Expatica news

Panama prison for 5 over toxic cough syrup that killed hundreds

Five people were sentenced to prison in Panama Friday over a 2006 poison cough syrup scandal in which hundreds of people died after unwittingly ingesting a toxic compound found in antifreeze.

The verdict capped years of investigation and a convulsion of shock at the many deaths in this small Central American nation.

Officials say 400 people died when they drank the adulterated cough syrup, which had been mixed and distributed by the national health agency using an ingredient supplied by a private company, Medicom.

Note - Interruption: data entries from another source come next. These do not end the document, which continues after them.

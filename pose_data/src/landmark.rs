use serde::{Deserialize, Serialize};

/// Index of a body landmark in the 33-point MediaPipe pose numbering.
pub type KeypointId = u32;

/// Body landmarks the engine refers to by name.
#[derive(Debug, Clone, Copy, PartialEq, Eq, Hash, Serialize, Deserialize)]
#[repr(u32)]
pub enum BodyLandmark {
    Nose = 0,
    LeftShoulder = 11,
    RightShoulder = 12,
    LeftElbow = 13,
    RightElbow = 14,
    LeftWrist = 15,
    RightWrist = 16,
    LeftHip = 23,
    RightHip = 24,
    LeftKnee = 25,
    RightKnee = 26,
    LeftAnkle = 27,
    RightAnkle = 28,
}

impl BodyLandmark {
    pub const fn id(self) -> KeypointId {
        self as KeypointId
    }
}

/// A single detected landmark in pixel coordinates.
#[derive(Debug, Clone, Copy, PartialEq, Serialize, Deserialize)]
pub struct Keypoint {
    pub id: KeypointId,
    pub x: f64,
    pub y: f64,
}

impl Keypoint {
    pub fn new(id: KeypointId, x: f64, y: f64) -> Self {
        Self { id, x, y }
    }
}

/// Landmarks detected on one image. Ids are unique; order carries no meaning.
#[derive(Debug, Clone, Default, PartialEq, Serialize, Deserialize)]
#[serde(from = "Vec<Keypoint>", into = "Vec<Keypoint>")]
pub struct LandmarkSet {
    points: Vec<Keypoint>,
}

impl LandmarkSet {
    /// Builds a set from raw detector output. When an id repeats, the first
    /// occurrence wins.
    pub fn new(points: Vec<Keypoint>) -> Self {
        let mut unique: Vec<Keypoint> = Vec::with_capacity(points.len());
        for point in points {
            if !unique.iter().any(|p| p.id == point.id) {
                unique.push(point);
            }
        }
        Self { points: unique }
    }

    pub fn get(&self, id: KeypointId) -> Option<&Keypoint> {
        self.points.iter().find(|p| p.id == id)
    }

    pub fn contains(&self, id: KeypointId) -> bool {
        self.get(id).is_some()
    }

    /// How many of `ids` are present in this set.
    pub fn count_present(&self, ids: &[KeypointId]) -> usize {
        ids.iter().filter(|&&id| self.contains(id)).count()
    }

    pub fn contains_all(&self, ids: &[KeypointId]) -> bool {
        ids.iter().all(|&id| self.contains(id))
    }

    /// First id in `ids` that this set lacks.
    pub fn first_missing(&self, ids: &[KeypointId]) -> Option<KeypointId> {
        ids.iter().copied().find(|&id| !self.contains(id))
    }

    pub fn len(&self) -> usize {
        self.points.len()
    }

    pub fn is_empty(&self) -> bool {
        self.points.is_empty()
    }

    pub fn iter(&self) -> impl Iterator<Item = &Keypoint> {
        self.points.iter()
    }
}

impl From<Vec<Keypoint>> for LandmarkSet {
    fn from(points: Vec<Keypoint>) -> Self {
        Self::new(points)
    }
}

impl From<LandmarkSet> for Vec<Keypoint> {
    fn from(set: LandmarkSet) -> Self {
        set.points
    }
}

impl FromIterator<Keypoint> for LandmarkSet {
    fn from_iter<I: IntoIterator<Item = Keypoint>>(iter: I) -> Self {
        Self::new(iter.into_iter().collect())
    }
}
pub mod clock;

Some Panamanian organizations believe as many as 10,000 people may have died from the medicine.

Medicom had bought the ingredient, labeled “TD glycerin”, from a Spanish pharmaceutical firm, Rasfer International, which had purchased it from a Chinese group, CNSC Fortune Way Company, which had sourced it from the Taixing Glycerine Factory.

In reality, the ingredient contained high amounts of diethylene glycol, a poisonous, practically odorless liquid which has a sweetish taste. The compound can be used as a solvent, in brake fluid, or in heating fuel, and is often found in automobile antifreeze.

The scandal triggered investigations in Panama, Spain and China.

In Panama, 26 people were charged over the matter, with 11 of them prosecuted.

On Friday, the legal representative of Medicom in Panama, Angel Ariel de la Cruz Soto, was sentenced to five years in prison and fined $6,000.

The four other people sentenced received terms of one year. Six people were acquitted.